Sent: 10 November 2014 05:07
To: Open MPI Users
Subject: Re: [OMPI users] oversubscription of slots with GridEngine

You might also add the —display-allocation flag to mpirun so we can see what it 
thinks the allocation looks like. If there are only 16 slots on the node, it 
seems odd that OMPI would assign 32 procs to it unless it thinks there is only 
1 node in the job, and oversubscription is allowed (which it won’t be by 
default if it read the GE allocation)


On Nov 9, 2014, at 9:56 AM, Reuti 
mailto:re...@staff.uni-marburg.de>> wrote:

Hi,


Am 09.11.2014 um 18:20 schrieb SLIM H.A. 
mailto:h.a.s...@durham.ac.uk>>:

We switched on hyper threading on our cluster with two eight core sockets per 
node (32 threads per node).

We configured  gridengine with 16 slots per node to allow the 16 extra threads 
for kernel process use but this apparently does not work. Printout of the 
gridengine hostfile shows that for a 32 slots job, 16 slots are placed on each 
of two nodes as expected. Including the openmpi --display-map option shows that 
all 32 processes are incorrectly  placed on the head node.

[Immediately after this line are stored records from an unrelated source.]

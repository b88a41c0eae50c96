//! End-to-end tests: enrichment, routing and ordered delivery through the
//! pipeline coordinator.


use amr_pipeline::bus::PublishError;
use amr_pipeline::delivery::{DeliveryEvent, FallbackReason};
use amr_pipeline::fallback::MemoryFallbackStore;
use amr_pipeline::{Pipeline, PipelineError, PipelineState, Record};
use pipeline_test_utils::*;
use pretty_assertions::assert_eq;
use std::sync::Arc;
use std::time::Duration;

async fn create_pipeline(bus: Arc<ScriptedBus>, classifier: Option<Arc<ScriptedClassifier>>) -> Pipeline {
    let mut builder = Pipeline::builder()
        .config(test_config())
        .bus(bus)
        .fallback_store(Arc::new(MemoryFallbackStore::new()));
    if let Some(classifier) = classifier {
        builder = builder.classifier(classifier);
    }
    builder.build().await.unwrap()
}

#[tokio::test]
async fn test_records_reach_their_source_channels() {
    let bus = ScriptedBus::new();
    let classifier = ScriptedClassifier::scoring(0.92);
    let pipeline = create_pipeline(bus.clone(), Some(classifier.clone())).await;

    let market = Record::market_trend("Technology", r#"{"sector":"Technology","trend":"Positive"}"#);
    let customer = Record::customer_interaction("C1234", r#"{"customer_id":"C1234","text":"Great product! I love it!"}"#);
    let feedback = Record::ecosystem_feedback("partners", r#"{"message":"Customers are responding well"}"#);

    for record in [market.clone(), customer.clone(), feedback.clone()] {
        pipeline.submit(record).await.unwrap();
    }
    let report = pipeline.shutdown().await;
    assert!(report.drained_gracefully);

    let published = bus.published();
    assert_eq!(published.len(), 3);

    let find = |id: String| published.iter().find(|p| p.record_id() == id).cloned().unwrap();
    assert_eq!(find(market.id().to_string()).channel, "market_trends");
    assert_eq!(find(feedback.id().to_string()).channel, "ecosystem_feedback");

    let customer_msg = find(customer.id().to_string());
    assert_eq!(customer_msg.channel, "customer_behavior");
    assert_eq!(customer_msg.key, "customer:C1234");
    assert_eq!(customer_msg.envelope["enrichment"]["label"], "positive");
    assert_eq!(customer_msg.envelope["payload"]["text"], "Great product! I love it!");

    // Only customer interactions are classified
    assert_eq!(classifier.calls(), 1);
    assert!(find(market.id().to_string()).envelope.get("enrichment").is_none());
    assert_eq!(pipeline.metrics().enrichment_applied.get(), 1);
}

#[tokio::test]
async fn test_failing_classifier_never_blocks_delivery() {
    let bus = ScriptedBus::new();
    let classifier = ScriptedClassifier::scoring(0.9);
    classifier.fail_next(1);
    let pipeline = create_pipeline(bus.clone(), Some(classifier.clone())).await;
    let mut events = pipeline.subscribe();

    let record = Record::customer_interaction("C77", r#"{"text":"where is my order"}"#);
    pipeline.submit(record.clone()).await.unwrap();
    wait_for_published(&mut events, record.id()).await;

    let published = bus.published();
    assert_eq!(published.len(), 1);
    assert!(published[0].envelope.get("enrichment").is_none());
    assert_eq!(pipeline.metrics().enrichment_failures.get(), 1);
    assert_eq!(pipeline.metrics().records_published.get(), 1);

    pipeline.shutdown().await;
}

#[tokio::test]
async fn test_low_score_is_labelled_negative() {
    let bus = ScriptedBus::new();
    let pipeline = create_pipeline(bus.clone(), Some(ScriptedClassifier::scoring(0.5))).await;
    let mut events = pipeline.subscribe();

    let record = Record::customer_interaction("C9", r#"{"text":"it broke on day one"}"#);
    pipeline.submit(record.clone()).await.unwrap();
    wait_for_published(&mut events, record.id()).await;

    let published = bus.published();
    assert_eq!(published[0].envelope["enrichment"]["label"], "negative");
    assert_eq!(published[0].envelope["enrichment"]["score"], 0.5);

    pipeline.shutdown().await;
}

#[tokio::test]
async fn test_same_key_order_holds_when_first_record_retries() {
    let bus = ScriptedBus::new();
    bus.fail_next("segment:tech", vec![PublishError::Transient("broker unreachable".to_string())]);
    let pipeline = create_pipeline(bus.clone(), None).await;
    let mut events = pipeline.subscribe();

    let records: Vec<Record> = ["A", "B", "C"]
        .iter()
        .map(|name| Record::market_trend("tech", format!(r#"{{"name":"{}"}}"#, name)))
        .collect();
    for record in &records {
        pipeline.submit(record.clone()).await.unwrap();
    }
    wait_for_published(&mut events, records[2].id()).await;

    let expected: Vec<String> = records.iter().map(|r| r.id().to_string()).collect();
    assert_eq!(bus.published_ids("segment:tech"), expected);
    assert_eq!(bus.attempts(), 4);
    assert_eq!(pipeline.metrics().publish_retries.get(), 1);

    pipeline.shutdown().await;
}

#[tokio::test]
async fn test_keys_progress_independently() {
    let bus = ScriptedBus::new();
    bus.fail_next(
        "segment:slow",
        (0..3).map(|_| PublishError::Transient("partition leader moving".to_string())).collect(),
    );
    let pipeline = create_pipeline(bus.clone(), None).await;
    let mut events = pipeline.subscribe();

    let slow = Record::market_trend("slow", "{}");
    let fast = Record::market_trend("fast", "{}");
    pipeline.submit(slow.clone()).await.unwrap();
    pipeline.submit(fast.clone()).await.unwrap();

    wait_for_published(&mut events, fast.id()).await;
    wait_for_published(&mut events, slow.id()).await;

    let order: Vec<String> = bus.published().iter().map(|p| p.record_id()).collect();
    assert_eq!(order, vec![fast.id().to_string(), slow.id().to_string()]);

    pipeline.shutdown().await;
}

#[tokio::test]
async fn test_permanent_failure_goes_to_fallback_after_one_attempt() {
    let bus = ScriptedBus::new();
    bus.fail_next("feedback:forum", vec![PublishError::Permanent("payload rejected".to_string())]);
    let pipeline = create_pipeline(bus.clone(), None).await;
    let mut events = pipeline.subscribe();

    let record = Record::ecosystem_feedback("forum", "not json at all");
    pipeline.submit(record.clone()).await.unwrap();

    let event = wait_for_fallback(&mut events, record.id()).await;
    assert!(matches!(
        event,
        DeliveryEvent::MovedToFallback { reason: FallbackReason::PermanentFailure, attempt_count: 1, .. }
    ));
    assert_eq!(bus.attempts(), 1);

    let entries = pipeline.fallback_store().drain_batch(10).await.unwrap();
    assert_eq!(entries.len(), 1);
    assert_eq!(entries[0].attempt_count, 1);
    assert_eq!(entries[0].record, record);
    assert_eq!(pipeline.snapshot().await.unwrap().fallback_size, 1);

    pipeline.shutdown().await;
}

#[tokio::test]
async fn test_retry_budget_exhaustion_goes_to_fallback() {
    let bus = ScriptedBus::new();
    bus.fail_all(Some(PublishError::Transient("broker unreachable".to_string())));
    let mut config = test_config();
    config.retry.max_retries = 3;
    let pipeline = Pipeline::builder()
        .config(config)
        .bus(bus.clone())
        .fallback_store(Arc::new(MemoryFallbackStore::new()))
        .build()
        .await
        .unwrap();
    let mut events = pipeline.subscribe();

    let record = Record::market_trend("tech", "{}");
    pipeline.submit(record.clone()).await.unwrap();

    let event = wait_for_fallback(&mut events, record.id()).await;
    assert!(matches!(
        event,
        DeliveryEvent::MovedToFallback { reason: FallbackReason::RetriesExhausted, attempt_count: 4, .. }
    ));
    assert_eq!(bus.attempts(), 4);

    let entries = pipeline.fallback_store().drain_batch(10).await.unwrap();
    assert_eq!(
        entries[0].last_error,
        Some(PublishError::Transient("broker unreachable".to_string()))
    );

    pipeline.shutdown().await;
}

#[tokio::test]
async fn test_snapshot_shows_blocked_key() {
    let bus = ScriptedBus::new();
    let gate = bus.close_gate();
    let pipeline = create_pipeline(bus.clone(), None).await;

    pipeline.submit(Record::market_trend("held", "{}")).await.unwrap();
    pipeline.submit(Record::market_trend("held", "{}")).await.unwrap();
    tokio::time::sleep(Duration::from_millis(20)).await;

    let snapshot = pipeline.snapshot().await.unwrap();
    assert_eq!(snapshot.state, PipelineState::Running);
    assert_eq!(snapshot.in_flight, 2);
    assert_eq!(snapshot.queued, 2);
    assert_eq!(snapshot.queue_depths.get("segment:held"), Some(&2));

    gate.add_permits(1);
    let report = pipeline.shutdown().await;
    assert!(report.drained_gracefully);
    assert_eq!(bus.published().len(), 2);

    let rejected = pipeline.submit(Record::market_trend("held", "{}")).await;
    assert!(matches!(rejected, Err(PipelineError::PipelineShuttingDown)));
}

You mean the master node of the parallel job I assume.


Here is part of the output

master=cn6083
PE=orte

What allocation rule was defined for this PE - "control_slave yes" is set?


JOB_ID=2481793
Got 32 slots.
slots:
cn6083 16 par6.q@cn6083 
cn6085 16 par6.q@cn6085 
Sun Nov  9 16:50:59 GMT 2014
Data for JOB [44767,1] offset 0

   JOB MAP   

Data for node: cn6083  Num slots: 16   Max slots: 0Num procs: 32
  Process OMPI jobid: [44767,1] App: 0 Process rank: 0
  Process OMPI jobid: [44767,1] App: 0 Process rank: 1
...
  Process OMPI jobid: [44767,1] App: 0 Process rank: 31

=

I found some related mailings about a new warning in 1.8.2 about 
oversubscription and  I tried a few options to avoid the use of the extra 
threads for MPI tasks by openmpi without success, e.g. variants of

--cpus-per-proc 1
--bind-to-core

and some others. Gridengine treats hw threads as cores==slots (?) but the 
content of $PE_HOSTFILE suggests it distributes the slots sensibly  so it seems 
there is an option for openmpi required to get 16 cores per node?

Was Open MPI configured with --with-sge?

-- Reuti


I tried both 1.8.2, 1.8.3 and also 1.6.5.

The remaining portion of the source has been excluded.